**Recorded information**
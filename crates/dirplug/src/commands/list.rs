//! `list`: every plugin on the server.

use serde::Serialize;
use tabled::Tabled;

use dirplug_core::{AttributeValue, LifecycleState, PluginController, PluginKind};

use crate::cli::GlobalOpts;
use crate::error::CliError;
use crate::state::StateFile;
use crate::{config, output};

#[derive(Debug, Serialize)]
struct PluginSummary {
    id: String,
    variant: PluginKind,
    enabled: Option<bool>,
    /// Local tracking state; `None` when not managed here.
    tracking: Option<LifecycleState>,
}

#[derive(Tabled)]
struct PluginRow {
    #[tabled(rename = "ID")]
    id: String,
    #[tabled(rename = "VARIANT")]
    variant: String,
    #[tabled(rename = "ENABLED")]
    enabled: String,
    #[tabled(rename = "TRACKING")]
    tracking: String,
}

impl From<&PluginSummary> for PluginRow {
    fn from(p: &PluginSummary) -> Self {
        Self {
            id: p.id.clone(),
            variant: p.variant.to_string(),
            enabled: p.enabled.map_or_else(|| "-".into(), |b| b.to_string()),
            tracking: p.tracking.map_or_else(|| "-".into(), |s| s.to_string()),
        }
    }
}

pub async fn handle(controller: &PluginController, global: &GlobalOpts) -> Result<(), CliError> {
    let state = StateFile::load(&config::state_path(global))?;
    let plugins = controller.list().await?;

    let summaries: Vec<PluginSummary> = plugins
        .iter()
        .map(|p| PluginSummary {
            id: p.id.clone(),
            variant: p.kind,
            enabled: match p.attributes.get("enabled") {
                Some(AttributeValue::Bool(b)) => Some(*b),
                _ => None,
            },
            tracking: state.get(&p.id).map(|t| t.state),
        })
        .collect();

    let out = output::render_list(&global.output, &summaries, |p| PluginRow::from(p), |p| {
        p.id.clone()
    });
    output::print_output(&out, global.quiet);
    Ok(())
}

**Directions**
All lines of the listing that contain the word "GlobalOpts" should be copied out.

**Task result**
use crate::cli::GlobalOpts;
pub async fn handle(controller: &PluginController, global: &GlobalOpts) -> Result<(), CliError> {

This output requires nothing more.